If you’ve ever tried looking for kid-friendly recipes online, you know how hard it can be to find recipes for kids to make that everyone in the family will actually enjoy eating, yet are simple enough for a child to help make. And though there are plenty of them out there, most kids’ cookbooks aren’t very helpful either. They can be gimmicky, with stunt foods rather than real food, or recipes that are so oversimplified that they’re confusing even for an adult who’s got a handle on the basics.
That’s why I asked chefs with children to share the cookbooks they use in their own kitchens when making meals as a family, along with the titles their own kids like reading. So whether you’ve got a child or teenager in your life who’s interested in cooking and wants to learn more, a burgeoning little foodie in a high chair who needs a gift, or you’re just in desperate need of easy dinner recipes for kids that you can make together as a family, here are 17 chef-approved children’s cookbooks.
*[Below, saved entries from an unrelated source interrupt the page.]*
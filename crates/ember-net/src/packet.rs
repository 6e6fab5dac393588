//! Fixed-MTU packet container bundling several messages.
//!
//! Every datagram exchanged with the transport is one packet:
//!
//! ```text
//! +-----------+---------+-------------+---------------+----------------------+
//! | from (u8) | ack u16 | reliable u8 | unreliable u8 | message blocks ...   |
//! +-----------+---------+-------------+---------------+----------------------+
//! |<------------------ header (5 bytes) ------------->|
//! ```
//!
//! The whole packet never exceeds [`PACKET_MTU`] bytes. `unreliable` counts
//! the message blocks still unread. `ack` and `reliable` are carried but
//! inert: no retransmission is built on them.

use std::net::SocketAddr;

use crate::connection::ConnectionIndex;
use crate::error::NetError;
use crate::message::{BODY_SIZE_PREFIX, MAX_BODY_SIZE, Message, TYPE_ID_SIZE};

/// Fixed packet capacity, header included.
pub const PACKET_MTU: usize = 1452;

/// Encoded header size.
pub const PACKET_HEADER_SIZE: usize = 5;

/// Ack value of a packet that acknowledges nothing.
pub const NO_ACK: u16 = 0xFFFF;

const FROM_OFFSET: usize = 0;
const ACK_OFFSET: usize = 1;
const RELIABLE_OFFSET: usize = 3;
const UNRELIABLE_OFFSET: usize = 4;

/// Decoded view of the packet header.
#[derive(Debug, Clone, Copy, PartialEq, Eq)]
pub struct PacketHeader {
    /// Connection index of the sender, [`ConnectionIndex::INVALID`] if none.
    pub from_connection_index: ConnectionIndex,
    /// Reserved acknowledgment field.
    pub ack: u16,
    /// Reserved reliable message count.
    pub reliable_count: u8,
    /// Number of unread messages.
    pub unreliable_count: u8,
}

/// A fixed-capacity transmission unit.
pub struct Packet {
    sender: Option<SocketAddr>,
    buffer: [u8; PACKET_MTU],
    bytes_used: usize,
    /// Offset of the next message to read. Independent of `bytes_used`.
    read_cursor: usize,
}

impl Packet {
    /// Create an empty packet with a fresh header.
    pub fn new() -> Self {
        let mut packet = Self {
            sender: None,
            buffer: [0u8; PACKET_MTU],
            bytes_used: PACKET_HEADER_SIZE,
            read_cursor: PACKET_HEADER_SIZE,
        };
        packet.buffer[FROM_OFFSET] = ConnectionIndex::INVALID.0;
        packet.buffer[ACK_OFFSET..ACK_OFFSET + 2].copy_from_slice(&NO_ACK.to_le_bytes());
        packet
    }

    /// Decode the header at the front of the buffer.
    pub fn header(&self) -> PacketHeader {
        PacketHeader {
            from_connection_index: ConnectionIndex(self.buffer[FROM_OFFSET]),
            ack: u16::from_le_bytes([self.buffer[ACK_OFFSET], self.buffer[ACK_OFFSET + 1]]),
            reliable_count: self.buffer[RELIABLE_OFFSET],
            unreliable_count: self.buffer[UNRELIABLE_OFFSET],
        }
    }

    /// Stamp the sender's connection index into the header.
    pub fn set_from_connection_index(&mut self, index: ConnectionIndex) {
        self.buffer[FROM_OFFSET] = index.0;
    }

    /// Number of messages not yet read.
    pub fn message_count(&self) -> u8 {
        self.buffer[UNRELIABLE_OFFSET]
    }

    fn set_message_count(&mut self, count: u8) {
        self.buffer[UNRELIABLE_OFFSET] = count;
    }

    /// Bytes in use, header included.
    pub fn bytes_used(&self) -> usize {
        self.bytes_used
    }

    /// Bytes still free for messages.
    pub fn free_bytes(&self) -> usize {
        PACKET_MTU - self.bytes_used
    }

    /// The bytes to hand to the transport.
    pub fn as_bytes(&self) -> &[u8] {
        &self.buffer[..self.bytes_used]
    }

    /// Source address of a received packet.
    pub fn sender(&self) -> Option<SocketAddr> {
        self.sender
    }

    /// Append a message. Fails without touching the packet if it does not fit.
    ///
    /// Also fails once 255 messages are packed, since the count is one byte.
    pub fn write(&mut self, message: &Message) -> Result<(), NetError> {
        let size = usize::from(message.full_size());
        let available = self.free_bytes();
        let count = self.message_count();
        if size > available || count == u8::MAX {
            return Err(NetError::PacketFull { size, available });
        }

        message.serialize_to(&mut self.buffer[self.bytes_used..]);
        self.bytes_used += size;
        self.set_message_count(count + 1);
        Ok(())
    }

    /// Read the next message into `out`, tagging it with the packet's sender.
    ///
    /// Messages come out in the order they were written. Returns `false` once
    /// the packet is drained, or if the remaining bytes are malformed, in which
    /// case the rest of the packet is discarded.
    pub fn read(&mut self, out: &mut Message) -> bool {
        let count = self.message_count();
        if count == 0 {
            return false;
        }

        let start = self.read_cursor;
        if start + BODY_SIZE_PREFIX > self.bytes_used {
            return self.discard_malformed("truncated body size");
        }

        let body_size =
            usize::from(u16::from_le_bytes([self.buffer[start], self.buffer[start + 1]]));
        let body_start = start + BODY_SIZE_PREFIX;
        if body_size < TYPE_ID_SIZE || body_size > MAX_BODY_SIZE {
            return self.discard_malformed("invalid body size");
        }
        if body_start + body_size > self.bytes_used {
            return self.discard_malformed("truncated message body");
        }

        let type_id = self.buffer[body_start];
        let payload = &self.buffer[body_start + TYPE_ID_SIZE..body_start + body_size];
        if !out.load(type_id, payload) {
            return self.discard_malformed("payload exceeds message capacity");
        }
        out.set_sender_address(self.sender);

        self.read_cursor = body_start + body_size;
        self.set_message_count(count - 1);
        true
    }

    fn discard_malformed(&mut self, reason: &str) -> bool {
        tracing::warn!(
            "Discarding malformed packet from {:?}: {reason}",
            self.sender
        );
        self.set_message_count(0);
        false
    }

    /// Replace the contents with a received datagram.
    ///
    /// Rejects datagrams shorter than the header or longer than the MTU and
    /// leaves the packet unchanged in that case.
    pub fn load(&mut self, sender: SocketAddr, bytes: &[u8]) -> Result<(), NetError> {
        if bytes.len() < PACKET_HEADER_SIZE || bytes.len() > PACKET_MTU {
            return Err(NetError::InvalidPacket(bytes.len()));
        }
        self.buffer[..bytes.len()].copy_from_slice(bytes);
        self.bytes_used = bytes.len();
        self.read_cursor = PACKET_HEADER_SIZE;
        self.sender = Some(sender);
        Ok(())
    }

    /// Return to the freshly constructed state.
    pub fn reset(&mut self) {
        *self = Self::new();
    }
}

impl Default for Packet {
    fn default() -> Self {
        Self::new()
    }
}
“Every kid loves pizza, and ours is no exception,” says Vanessa Palazio, executive chef and co-owner of the recently opened Chicha Cafetín and Cocktails in Bushwick, which she owns with her husband, Adam Schneider. But their 2-year-old son Luca is too young to really cook, so they’ll read Pizza!: An Interactive Recipe Book, which lets him pretend to do a lot of the heavy lifting. “Each step has different textures and actions that mimic making real pizza, like mixing the dry ingredients, the pliable dough, and the cut segments at the end,” explains Palazio. It’s like letting a toddler cook, but without the mess.
The author of Pizza! also wrote Tacos!, which goes step-by-step into making chicken tacos.
If your toddler is more of a breakfast person, there’s also Pancakes!
If you’re trying to make an edible pizza with your toddler, chef Dave Warner, at JRDN at Tower 23 Hotel in San Diego, California, likes reading Little Belly Monster with his 4- and 2-year-old sons. The book goes step-by-step, giving his young ones a chance to actually cook if they want and teaching them the importance of using what Warner calls “wholesome” ingredients — though it can also be enjoyed as a stand-alone picture book.
Anthony Falco, the pizza consultant at Bocce Union Square, has kids who are also obsessed with pizza, so he and his wife read them books about pizza when they tuck them in for the night. “We’ve recently been into a fun one called Tony and the Pizza Champions, by Tony Gemignani.” And though it’s more of a bedtime book than a proper cookbook, it’s still got “some killer recipes and pizza-making illustrations.”